§ **Provided records**:

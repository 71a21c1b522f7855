//! OpenSearch retrieval provider.
//!
//! Talks to an OpenSearch (or Elasticsearch) cluster over its REST API.
//! Query DSL: https://opensearch.org/docs/latest/query-dsl/full-text/multi-match/

use crate::client::{ArticleHit, SearchClient, SearchRequest};
use reqwest::{Method, RequestBuilder, StatusCode};
use serde::Deserialize;
use serde_json::{json, Value};
use std::time::Duration;
use tracing::{debug, info, instrument};
use xqa_core::config::SearchConfig;
use xqa_core::{AppError, AppResult, HighlightTags};

/// Document field holding the article body.
const TEXT_FIELD: &str = "text";

/// Document field holding the article title.
const TITLE_FIELD: &str = "title";

/// Multi-valued fields stored as nested objects. Never read at query time.
const NESTED_FIELDS: [&str; 5] = [
    "headings",
    "categories",
    "places",
    "outgoing_links",
    "external_links",
];

/// `_search` response envelope.
#[derive(Debug, Deserialize)]
struct SearchResponse {
    hits: HitsEnvelope,
}

#[derive(Debug, Deserialize)]
struct HitsEnvelope {
    #[serde(default)]
    hits: Vec<RawHit>,
}

#[derive(Debug, Deserialize)]
struct RawHit {
    #[serde(rename = "_id")]
    id: String,
    #[serde(rename = "_score", default)]
    score: Option<f32>,
    #[serde(rename = "_source", default)]
    source: RawSource,
    #[serde(default)]
    highlight: Option<RawHighlight>,
}

#[derive(Debug, Default, Deserialize)]
struct RawSource {
    #[serde(default)]
    title: String,
}

#[derive(Debug, Deserialize)]
struct RawHighlight {
    #[serde(default)]
    text: Vec<String>,
}

/// OpenSearch retrieval client.
pub struct OpenSearchClient {
    /// Provider flavour reported by `provider_name`
    provider: String,

    /// Base URL of the cluster, without trailing slash
    base_url: String,

    /// Article index name
    index: String,

    /// Multiplier applied to title matches
    title_boost: f32,

    /// Emphasis markers requested for highlights
    tags: HighlightTags,

    /// Basic-auth credentials
    auth: Option<(String, Option<String>)>,

    /// HTTP client
    client: reqwest::Client,
}

impl OpenSearchClient {
    /// Create a client for `base_url` and `index` with default settings.
    pub fn new(base_url: impl Into<String>, index: impl Into<String>) -> Self {
        let base_url: String = base_url.into();
        Self {
            provider: "opensearch".to_string(),
            base_url: base_url.trim_end_matches('/').to_string(),
            index: index.into(),
            title_boost: 2.0,
            tags: HighlightTags::default(),
            auth: None,
            client: reqwest::Client::new(),
        }
    }

    /// Create a client from the search configuration.
    pub fn from_config(config: &SearchConfig) -> AppResult<Self> {
        let mut builder = reqwest::Client::builder();
        if let Some(secs) = config.timeout {
            builder = builder.timeout(Duration::from_secs(secs));
        }
        let client = builder.build().map_err(|e| {
            AppError::Config(format!("Failed to create HTTP client for search: {}", e))
        })?;

        let auth = config
            .username
            .as_ref()
            .map(|user| (user.clone(), config.resolve_password()));

        Ok(Self {
            provider: config.provider.to_lowercase(),
            base_url: config.endpoint.trim_end_matches('/').to_string(),
            index: config.index.clone(),
            title_boost: config.title_boost,
            tags: config.highlight_tags.clone(),
            auth,
            client,
        })
    }

    /// Set the title boost. Values below 1.0 are raised to 1.0.
    pub fn with_title_boost(mut self, title_boost: f32) -> Self {
        self.title_boost = title_boost.max(1.0);
        self
    }

    /// Set basic-auth credentials.
    pub fn with_basic_auth(mut self, username: impl Into<String>, password: Option<String>) -> Self {
        self.auth = Some((username.into(), password));
        self
    }

    /// Build the query DSL body for a request.
    fn build_query(&self, request: &SearchRequest) -> Value {
        json!({
            "size": request.limit,
            "query": {
                "multi_match": {
                    "query": request.query,
                    "type": "most_fields",
                    // Title matches weigh more than body matches
                    "fields": [format!("{}^{}", TITLE_FIELD, self.title_boost), TEXT_FIELD]
                }
            },
            "highlight": {
                "fields": { "text": {} },
                "pre_tags": [self.tags.pre],
                "post_tags": [self.tags.post],
                "fragment_size": request.fragment_size
            }
        })
    }

    /// Index mapping declaring the nested multi-valued fields.
    fn index_mapping() -> Value {
        let properties: serde_json::Map<String, Value> = NESTED_FIELDS
            .iter()
            .map(|field| (field.to_string(), json!({ "type": "nested" })))
            .collect();

        json!({ "mappings": { "properties": properties } })
    }

    /// Convert a raw backend hit into an `ArticleHit`.
    fn convert_hit(hit: RawHit) -> AppResult<ArticleHit> {
        let id = hit.id.parse::<u64>().map_err(|_| {
            AppError::Retrieval(format!("Article id is not an integer: {:?}", hit.id))
        })?;

        Ok(ArticleHit {
            score: hit.score.unwrap_or(0.0),
            id,
            title: hit.source.title,
            highlights: hit.highlight.map(|h| h.text).unwrap_or_default(),
        })
    }

    /// Parse a `_search` response body into at most `limit` hits.
    fn parse_hits(body: &str, limit: usize) -> AppResult<Vec<ArticleHit>> {
        let response: SearchResponse = serde_json::from_str(body)
            .map_err(|e| AppError::Retrieval(format!("Failed to parse search response: {}", e)))?;

        response
            .hits
            .hits
            .into_iter()
            .take(limit)
            .map(Self::convert_hit)
            .collect()
    }

    fn index_url(&self) -> String {
        format!("{}/{}", self.base_url, self.index)
    }

    fn request(&self, method: Method, url: &str) -> RequestBuilder {
        let builder = self.client.request(method, url);
        match &self.auth {
            Some((user, password)) => builder.basic_auth(user, password.as_ref()),
            None => builder,
        }
    }

    /// Send a request, mapping transport failures to `RetrievalUnavailable`.
    async fn send(&self, builder: RequestBuilder) -> AppResult<reqwest::Response> {
        builder.send().await.map_err(|e| {
            AppError::RetrievalUnavailable(format!(
                "Failed to reach {} at {}: {}",
                self.provider, self.base_url, e
            ))
        })
    }

    /// Turn a non-success response into the matching error.
    async fn status_error(&self, response: reqwest::Response) -> AppError {
        let status = response.status();
        if status == StatusCode::NOT_FOUND {
            return AppError::IndexNotReady(format!(
                "Index '{}' does not exist on {}",
                self.index, self.base_url
            ));
        }

        let error_text = response
            .text()
            .await
            .unwrap_or_else(|_| "Unknown error".to_string());
        AppError::Retrieval(format!(
            "{} API error ({}): {}",
            self.provider, status, error_text
        ))
    }
}

#[async_trait::async_trait]
impl SearchClient for OpenSearchClient {
    fn provider_name(&self) -> &str {
        &self.provider
    }

    #[instrument(skip(self), fields(index = %self.index))]
    async fn connect(&self) -> AppResult<()> {
        let url = self.index_url();
        let response = self.send(self.request(Method::HEAD, &url)).await?;

        if !response.status().is_success() {
            return Err(self.status_error(response).await);
        }

        info!("Connected to {} at {}", self.provider, self.base_url);
        Ok(())
    }

    #[instrument(skip(self, request), fields(index = %self.index, limit = request.limit))]
    async fn search(&self, request: &SearchRequest) -> AppResult<Vec<ArticleHit>> {
        debug!("Searching for: {}", request.query);

        let url = format!("{}/_search", self.index_url());
        let body = self.build_query(request);
        let response = self
            .send(self.request(Method::POST, &url).json(&body))
            .await?;

        if !response.status().is_success() {
            return Err(self.status_error(response).await);
        }

        let text = response
            .text()
            .await
            .map_err(|e| AppError::Retrieval(format!("Failed to read search response: {}", e)))?;
        let hits = Self::parse_hits(&text, request.limit)?;

        debug!(
            "Retrieved {} hits with {} fragments",
            hits.len(),
            hits.iter().map(|h| h.highlights.len()).sum::<usize>()
        );
        Ok(hits)
    }

    #[instrument(skip(self), fields(index = %self.index))]
    async fn ensure_index(&self) -> AppResult<()> {
        let url = self.index_url();
        let response = self
            .send(self.request(Method::PUT, &url).json(&Self::index_mapping()))
            .await?;

        let status = response.status();
        if status.is_success() {
            info!("Created index '{}'", self.index);
            return Ok(());
        }

        let error_text = response.text().await.unwrap_or_default();
        if status == StatusCode::BAD_REQUEST
            && error_text.contains("resource_already_exists_exception")
        {
            debug!("Index '{}' already exists", self.index);
            return Ok(());
        }

        Err(AppError::Retrieval(format!(
            "Failed to create index '{}' ({}): {}",
            self.index, status, error_text
        )))
    }
}
//! Ask command handler.
//!
//! Answers one question against the configured index and oracle.

use clap::Args;
use serde_json::{json, Value};
use xqa_answer::{normalize_question, AnswerOptions, CandidateAnswer, ExtractiveQa, QaResponse};
use xqa_core::{config::AppConfig, AppError, AppResult};

/// Reply given when no question text was supplied.
const EMPTY_QUESTION_MESSAGE: &str = "I have a question: What is your question?";

/// Answer a question from the indexed articles
#[derive(Args, Debug)]
pub struct AskCommand {
    /// The question to answer
    pub question: Option<String>,

    /// Number of articles to retrieve
    #[arg(short)]
    pub n: Option<usize>,

    /// Highlight fragment size in characters
    #[arg(long)]
    pub fragment_size: Option<usize>,

    /// Print every ranked candidate instead of only the best one
    #[arg(long)]
    pub all: bool,

    /// Output as JSON
    #[arg(long)]
    pub json: bool,
}

impl AskCommand {
    /// Execute the ask command.
    pub async fn execute(&self, config: &AppConfig) -> AppResult<()> {
        tracing::info!("Executing ask command");
        tracing::debug!("Ask command options: {:?}", self);

        let question = self.question.as_deref().map(str::trim).unwrap_or_default();
        if question.is_empty() {
            if self.json {
                print_json(&json!({ "status": 400, "message": EMPTY_QUESTION_MESSAGE }))?;
            } else {
                println!("{}", EMPTY_QUESTION_MESSAGE);
            }
            return Ok(());
        }

        let options = self.options(config)?;
        let qa = ExtractiveQa::connect(config).await?;

        let result = if self.all {
            self.print_all(&qa, question, &options).await
        } else {
            let response = qa.answer(question, &options).await?;
            self.print_response(&response)
        };

        qa.close();
        result
    }

    /// Request options: config defaults, then command-line flags.
    ///
    /// Flags obey the same lower bounds as the config values they override.
    fn options(&self, config: &AppConfig) -> AppResult<AnswerOptions> {
        let mut options = AnswerOptions::from(&config.answer);
        if let Some(n) = self.n {
            if n == 0 {
                return Err(AppError::Config("-n must be at least 1".to_string()));
            }
            options = options.with_n(n);
        }
        if let Some(fragment_size) = self.fragment_size {
            if fragment_size == 0 {
                return Err(AppError::Config(
                    "--fragment-size must be at least 1".to_string(),
                ));
            }
            options = options.with_fragment_size(fragment_size);
        }
        Ok(options)
    }

    fn print_response(&self, response: &QaResponse) -> AppResult<()> {
        if self.json {
            return print_json(&response_json(response));
        }

        match &response.answer {
            Some(best) => {
                println!("{}", best.answer);
                tracing::debug!("{} (article {}: {})", best, best.article_id, best.article_title);
            }
            None => println!("No answer found."),
        }
        Ok(())
    }

    async fn print_all(
        &self,
        qa: &ExtractiveQa,
        question: &str,
        options: &AnswerOptions,
    ) -> AppResult<()> {
        let ranked = qa
            .possible_answers(&normalize_question(question), options)
            .await?;

        if self.json {
            let candidates: Vec<Value> = ranked.iter().map(candidate_json).collect();
            return print_json(&Value::Array(candidates));
        }

        if ranked.is_empty() {
            println!("No answer found.");
        }
        for candidate in &ranked {
            println!("{}  [{}]", candidate, candidate.article_title);
        }
        Ok(())
    }
}

/// JSON shape of a served answer: `{req_no, status, message}`.
fn response_json(response: &QaResponse) -> Value {
    json!({
        "req_no": response.request_id,
        "status": 200,
        "message": response.answer.as_ref().map(candidate_json),
    })
}

fn candidate_json(candidate: &CandidateAnswer) -> Value {
    json!({
        "answer": candidate.answer,
        "score": candidate.score,
        "articleId": candidate.article_id,
        "articleTitle": candidate.article_title,
        "excerpt": candidate.excerpt,
    })
}

fn print_json(value: &Value) -> AppResult<()> {
    let json =
        serde_json::to_string_pretty(value).map_err(|e| AppError::Serialization(e.to_string()))?;
    println!("{}", json);
    Ok(())
}
//! XQA CLI
//!
//! Main entry point for the xqa command-line tool.
//! Answers questions from a search index with a span-extraction model.

mod commands;

use clap::{Parser, Subcommand};
use commands::{AskCommand, IndexCommand};
use std::path::PathBuf;
use xqa_core::{config::AppConfig, logging, AppResult};

/// XQA - extractive question answering over a search index
#[derive(Parser, Debug)]
#[command(name = "xqa")]
#[command(about = "Extractive question answering over a search index", long_about = None)]
#[command(version)]
struct Cli {
    /// Path to config file
    #[arg(short, long, global = true, env = "XQA_CONFIG")]
    config: Option<PathBuf>,

    /// Log level (error, warn, info, debug, trace)
    #[arg(long, global = true, env = "RUST_LOG")]
    log_level: Option<String>,

    /// Enable verbose output (sets log level to debug)
    #[arg(short, long, global = true)]
    verbose: bool,

    /// Disable colored output
    #[arg(long, global = true, env = "NO_COLOR")]
    no_color: bool,

    /// Search cluster URL
    #[arg(long, global = true, env = "XQA_SEARCH_URL")]
    search_url: Option<String>,

    /// Article index name
    #[arg(long, global = true, env = "XQA_INDEX")]
    index: Option<String>,

    /// Model size (small, medium, large) or full identifier
    #[arg(short, long, global = true, env = "XQA_MODEL")]
    model: Option<String>,

    /// Span-extraction endpoint
    #[arg(long, global = true, env = "XQA_ORACLE_URL")]
    oracle_url: Option<String>,

    #[command(subcommand)]
    command: Commands,
}

#[derive(Subcommand, Debug)]
enum Commands {
    /// Answer a question from the indexed articles
    Ask(AskCommand),

    /// Article index management
    Index(IndexCommand),
}

#[tokio::main]
async fn main() -> AppResult<()> {
    // Parse command-line arguments first (needed for logging config)
    let cli = Cli::parse();

    // Load base configuration; an explicit --config wins over the environment
    let config_path = cli.config.clone();
    let config = AppConfig::load_with(|key| match (key, &config_path) {
        ("XQA_CONFIG", Some(path)) => Some(path.display().to_string()),
        _ => std::env::var(key).ok(),
    })?;

    // Apply CLI overrides
    let config = config.with_overrides(
        cli.search_url,
        cli.index,
        cli.model,
        cli.oracle_url,
        cli.log_level,
        cli.verbose,
        cli.no_color,
    );

    // Initialize logging with final configuration
    logging::init_logging(config.log_level.as_deref(), config.no_color)?;

    tracing::info!("XQA CLI starting");
    tracing::debug!("Config file: {:?}", config.config_file);
    tracing::debug!(
        "Search: {} ({})",
        config.search.endpoint,
        config.search.index
    );
    tracing::debug!("Model: {}", config.reader.model);

    config.validate()?;

    let command_name = match &cli.command {
        Commands::Ask(_) => "ask",
        Commands::Index(_) => "index",
    };
    let _span = tracing::info_span!("command", name = command_name).entered();

    // Route to command handlers
    let result = match cli.command {
        Commands::Ask(cmd) => cmd.execute(&config).await,
        Commands::Index(cmd) => cmd.execute(&config).await,
    };

    match &result {
        Ok(_) => tracing::info!("Command completed successfully"),
        Err(e) => tracing::error!("Command failed: {}", e),
    }

    result
}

§ **Exercise directions**:
Nothing but the lines from the top of the entries above through the line with "pub fn new(base_url: impl" should be set down, each exactly as written.

§ **Task response**:
repository 71a21c1b522f7855
//! OpenSearch retrieval provider.
//!
//! Talks to an OpenSearch (or Elasticsearch) cluster over its REST API.
//! Query DSL: https://opensearch.org/docs/latest/query-dsl/full-text/multi-match/

use crate::client::{ArticleHit, SearchClient, SearchRequest};
use reqwest::{Method, RequestBuilder, StatusCode};
use serde::Deserialize;
use serde_json::{json, Value};
use std::time::Duration;
use tracing::{debug, info, instrument};
use xqa_core::config::SearchConfig;
use xqa_core::{AppError, AppResult, HighlightTags};

/// Document field holding the article body.
const TEXT_FIELD: &str = "text";

/// Document field holding the article title.
const TITLE_FIELD: &str = "title";

/// Multi-valued fields stored as nested objects. Never read at query time.
const NESTED_FIELDS: [&str; 5] = [
    "headings",
    "categories",
    "places",
    "outgoing_links",
    "external_links",
];

/// `_search` response envelope.
#[derive(Debug, Deserialize)]
struct SearchResponse {
    hits: HitsEnvelope,
}

#[derive(Debug, Deserialize)]
struct HitsEnvelope {
    #[serde(default)]
    hits: Vec<RawHit>,
}

#[derive(Debug, Deserialize)]
struct RawHit {
    #[serde(rename = "_id")]
    id: String,
    #[serde(rename = "_score", default)]
    score: Option<f32>,
    #[serde(rename = "_source", default)]
    source: RawSource,
    #[serde(default)]
    highlight: Option<RawHighlight>,
}

#[derive(Debug, Default, Deserialize)]
struct RawSource {
    #[serde(default)]
    title: String,
}

#[derive(Debug, Deserialize)]
struct RawHighlight {
    #[serde(default)]
    text: Vec<String>,
}

/// OpenSearch retrieval client.
pub struct OpenSearchClient {
    /// Provider flavour reported by `provider_name`
    provider: String,

    /// Base URL of the cluster, without trailing slash
    base_url: String,

    /// Article index name
    index: String,

    /// Multiplier applied to title matches
    title_boost: f32,

    /// Emphasis markers requested for highlights
    tags: HighlightTags,

    /// Basic-auth credentials
    auth: Option<(String, Option<String>)>,

    /// HTTP client
    client: reqwest::Client,
}

impl OpenSearchClient {
    /// Create a client for `base_url` and `index` with default settings.
    pub fn new(base_url: impl Into<String>, index: impl Into<String>) -> Self {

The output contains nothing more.